In Côte-des-Neiges, the cohesion is difficult to find, in addition to the natures pop and op that emerge from two of the walls. Of the grid color of a work of Serge Tousignant to works-collages Cozic, the row also passes by the blink of an eye policy of Pierre Ayot, or blocks are shifting and superimposed in Louis Comtois.

Among them, the surprise and the best shooting grouped, having regard to the number of screen prints used (7), are to be put to the account of Michel Leclair, an artist has been a bit forgotten. This series of the 1970s, which informs his later work of urban photographer, combines the theme of mercantile (shop-windows, objects of consumption) to the fragmentation of the image.

The intimacy

In Notre-Dame-de-Grace, the disparity is more noticeable at first glance, in particular by the extent in time that it addresses. We pass water-based inks-sharp Marc-Aurèle Fortin (views of the port of Montreal in the 1940s) to those of Peter Krausz, whose disturbing Portrait of the artist at the age of 87 (2006), the most recent work of the whole batch.


Une collection, sans les fla-flas

Photo: Patrick-Olivier Meunier
Roland Giguère, “If you dream…”, 1974

In the second course, the grouping in this house of culture is, however, a little more coherent. The attention to the human body, whether it is social (as in Fort), cultural or physical, brings out the theme of intimacy. The grounds of the house, or a private space, such as the beautiful “corner shop” by Serge Tousignant, have their reason to be. With Roland Giguère, abstraction, and words open to a soft erotica.

The body also becomes landscape, in the manner of Krausz, of which Portrait of T. K. (1999), a huge head, almost a mountain, strikes one immediately. At this time when quoting, appropriating and mix of cultures becomes a slippery ground, recognize René Derouin, engraver which builds bridges to Mexico for 60 years, the honor of doing it in any respect.
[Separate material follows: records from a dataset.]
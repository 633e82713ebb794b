//! Value types a function may produce.

use std::fmt;

use crate::algebra::jones::{self, Jones};
use crate::error::Result;

use super::arena::{Arena, NodeId};

/// Value type of a node in the function graph.
#[derive(Debug, Clone, Copy, PartialEq, Eq)]
pub enum Kind {
    /// 2x2 complex matrix
    Complex2,
    /// real scalar
    Scalar,
}

/// Algebra required of a function value by the composition rules.
pub trait Element: Clone + fmt::Debug + Send + Sync + 'static {
    /// The node kind that produces this element.
    const KIND: Kind;

    /// Additive identity.
    fn zero() -> Self;

    /// Multiplicative identity.
    fn one() -> Self;

    /// Ordered product `self * rhs`.
    fn product(&self, rhs: &Self) -> Self;

    /// Multiply by a real factor.
    fn scaled(&self, factor: f64) -> Self;

    /// `self += rhs`.
    fn accumulate(&mut self, rhs: &Self);

    /// True when every component is finite.
    fn is_finite(&self) -> bool;

    /// Evaluate the leaf node `id` of this element type.
    fn evaluate_leaf(arena: &Arena, id: NodeId, grad: Option<&mut [Self]>) -> Result<Self>;
}

impl Element for Jones {
    const KIND: Kind = Kind::Complex2;

    fn zero() -> Self {
        jones::zero()
    }

    fn one() -> Self {
        jones::identity()
    }

    fn product(&self, rhs: &Self) -> Self {
        self * rhs
    }

    fn scaled(&self, factor: f64) -> Self {
        jones::scale(self, factor)
    }

    fn accumulate(&mut self, rhs: &Self) {
        *self += rhs;
    }

    fn is_finite(&self) -> bool {
        jones::is_finite(self)
    }

    fn evaluate_leaf(arena: &Arena, id: NodeId, grad: Option<&mut [Self]>) -> Result<Self> {
        let (leaf, params) = arena.complex2_leaf(id)?;
        Ok(leaf.evaluate(&params.values(), grad))
    }
}

impl Element for f64 {
    const KIND: Kind = Kind::Scalar;

    fn zero() -> Self {
        0.0
    }

    fn one() -> Self {
        1.0
    }

    fn product(&self, rhs: &Self) -> Self {
        self * rhs
    }

    fn scaled(&self, factor: f64) -> Self {
        self * factor
    }

    fn accumulate(&mut self, rhs: &Self) {
        *self += rhs;
    }

    fn is_finite(&self) -> bool {
        f64::is_finite(*self)
    }

    fn evaluate_leaf(arena: &Arena, id: NodeId, grad: Option<&mut [Self]>) -> Result<Self> {
        let (leaf, arguments, params) = arena.scalar_leaf(id)?;
        let args = arguments
            .iter()
            .map(|&axis| arena.abscissa(axis))
            .collect::<Result<Vec<f64>>>()?;
        Ok(leaf.evaluate(&params.values(), &args, grad))
    }
}
//! Stokes parameters.

use serde::{Deserialize, Serialize};
use std::fmt;
use std::ops::{Add, Index, IndexMut, Mul, Sub};

use super::estimate::Estimate;

/// The four Stokes parameters, total intensity first.
#[derive(Debug, Clone, Copy, PartialEq, Default, Serialize, Deserialize)]
pub struct Stokes<T> {
    components: [T; 4],
}

impl<T> Stokes<T> {
    /// Build from `(I, Q, U, V)`.
    pub fn new(i: T, q: T, u: T, v: T) -> Self {
        Self {
            components: [i, q, u, v],
        }
    }

    /// Build from an array ordered `(I, Q, U, V)`.
    pub fn from_array(components: [T; 4]) -> Self {
        Self { components }
    }

    /// The components as an array.
    pub fn as_array(&self) -> &[T; 4] {
        &self.components
    }

    /// Apply `f` to each component.
    pub fn map<U, F: FnMut(&T) -> U>(&self, mut f: F) -> Stokes<U> {
        Stokes {
            components: [
                f(&self.components[0]),
                f(&self.components[1]),
                f(&self.components[2]),
                f(&self.components[3]),
            ],
        }
    }

    /// Iterate over `(I, Q, U, V)`.
    pub fn iter(&self) -> std::slice::Iter<'_, T> {
        self.components.iter()
    }
}

impl<T: Copy> Stokes<T> {
    /// Total intensity.
    pub fn intensity(&self) -> T {
        self.components[0]
    }

    /// The polarization vector `(Q, U, V)`.
    pub fn vector(&self) -> [T; 3] {
        [self.components[1], self.components[2], self.components[3]]
    }
}

impl Stokes<f64> {
    /// Sum of squares of all four components.
    pub fn norm(&self) -> f64 {
        self.components.iter().map(|s| s * s).sum()
    }

    /// Length of the polarization vector.
    pub fn abs_vect(&self) -> f64 {
        self.vector().iter().map(|s| s * s).sum::<f64>().sqrt()
    }

    /// True when every component is finite.
    pub fn is_finite(&self) -> bool {
        self.components.iter().all(|s| s.is_finite())
    }
}

impl Stokes<Estimate<f64>> {
    /// The values without their variances.
    pub fn values(&self) -> Stokes<f64> {
        self.map(|e| e.val)
    }

    /// The variances without their values.
    pub fn variances(&self) -> Stokes<f64> {
        self.map(|e| e.var)
    }
}

impl<T> Index<usize> for Stokes<T> {
    type Output = T;

    fn index(&self, index: usize) -> &T {
        &self.components[index]
    }
}

impl<T> IndexMut<usize> for Stokes<T> {
    fn index_mut(&mut self, index: usize) -> &mut T {
        &mut self.components[index]
    }
}

impl Add for Stokes<f64> {
    type Output = Stokes<f64>;

    fn add(self, rhs: Self) -> Self {
        Stokes::from_array(std::array::from_fn(|k| self[k] + rhs[k]))
    }
}

impl Sub for Stokes<f64> {
    type Output = Stokes<f64>;

    fn sub(self, rhs: Self) -> Self {
        Stokes::from_array(std::array::from_fn(|k| self[k] - rhs[k]))
    }
}

impl Mul<f64> for Stokes<f64> {
    type Output = Stokes<f64>;

    fn mul(self, rhs: f64) -> Self {
        self.map(|s| s * rhs)
    }
}

impl<T: fmt::Display> fmt::Display for Stokes<T> {
    fn fmt(&self, f: &mut fmt::Formatter<'_>) -> fmt::Result {
        let [i, q, u, v] = &self.components;
        write!(f, "[{}, {}, {}, {}]", i, q, u, v)
    }
}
Those who will take the trouble to read the cartels of the works will finally have access to another aspect of this exhibition in two locations. The collection of the University of Montreal, as any collection of a public nature, is constructed at random and the customs and the times. The “Fund of the fiftieth Anniversary” or a “capital Campaign” here, a rare purchase here, and many individual donations elsewhere. The exhibition Inked in the history salutes indirectly, all of the Jules Laporte, Charles Theroux, Daniel Fleurant of this world — to name only the most quoted.

Inked in the history. A selection of prints from the Collection of works of art of the University of Montreal.

At the Maison de la culture Notre-Dame-de-Grâce, until 18 August. At the Maison de la culture Côte-des-Neiges, until 16 September.